Louis Armstrong and Louis Prima are closely connected. Both were gravelly-voiced trumpet players, both were bandleaders, and both left New Orleans for Chicago to pursue their careers. In the ‘20s and ‘30s, Armstrong played with Joe “King” Oliver and eventually formed his own groups, recording a number of influential standards, becoming a foundational influence in jazz, and setting a high standard for cornet and trumpet players from New Orleans.
Prima was heavily influenced by Armstrong. After moving through Chicago, New York, and Los Angeles, Prima revived his career with a regular Las Vegas show. His style was so similar to Armstrong’s that when Disney hesitated to cast African-American Armstrong in the role of orangutan King Louie in the 1967 “The Jungle Book,” they had Prima play the King of the Swingers instead.
Armstrong settled in New York in Corona, Queens, and lived there until his death in 1971. Prima too lived away from New Orleans until he suffered a cerebral hemorrhage in 1975 and was moved back. He died in 1978.
The French Quarter Festival has cleverly paired the two on the Harrah’s Casino Louis Louis Pavilion Stage on the riverfront.
“West End Blues”
The title refers to the West End lakefront neighborhood in New Orleans. Joe “King” Oliver wrote the song, but the most famous version is by Armstrong and his Hot Five in 1928. Armstrong sings scat over parts of the song, and his trumpet solos are considered some of the finest ever played.
“A Foggy Day”
One of the great tracks from “Ella and Louis,” a dream team of jazz talent – Armstrong, Ella Fitzgerald and the Oscar Peterson Quartet. The album consists of eleven slow tempo ballads which give both Armstrong and Fitzgerald room to work their magic.
“What a Wonderful World”
Armstrong showcases his unmatchable tone on this song that was written for him to record in 1968 (after Tony Bennett turned it down). This is the quintessential Louis Armstrong song, for better or worse.
“Sing Sing Sing”
Prima penned this 1937 swing classic which has been covered by all the greats, notably Benny Goodman. If you’ve never heard it before, the tune at least will probably be familiar.
“Just a Gigolo/I Ain’t Got Nobody (Medley)”
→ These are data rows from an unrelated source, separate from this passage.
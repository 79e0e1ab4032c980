// Consensus: difficulty, proof-of-work, rewards, validation and block production

pub mod difficulty;
pub mod mining;
pub mod pow;
pub mod reward;
pub mod time_verification;
pub mod validation;

pub use difficulty::DifficultyEngine;
pub use mining::{AbortReason, MiningEngine, MiningError, MiningPhase};
pub use pow::{Miner, RoundOutcome, Target};
pub use reward::{RewardSchedule, reward_multiplier};
pub use time_verification::{Attestation, AttestationRound, TimeVerdict, TimeVerificationProtocol};
pub use validation::{BlockValidator, ValidationError, VerifierSet, quorum_size};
It would be a crime not to include this song, especially since lyrics from the first song are on his grave in Metairie Cemetery: “When the end comes, I know, they’ll all say ‘just a gigolo’ as life goes on without me.”
“Angelina/Zooma Zooma (Medley)”
This live recording is probably the closest anyone can get to the virtuosity of Prima live and in person – note the raucous audience reactions at 0:12 when the song begins and at 1:26 when he starts singing in Italian.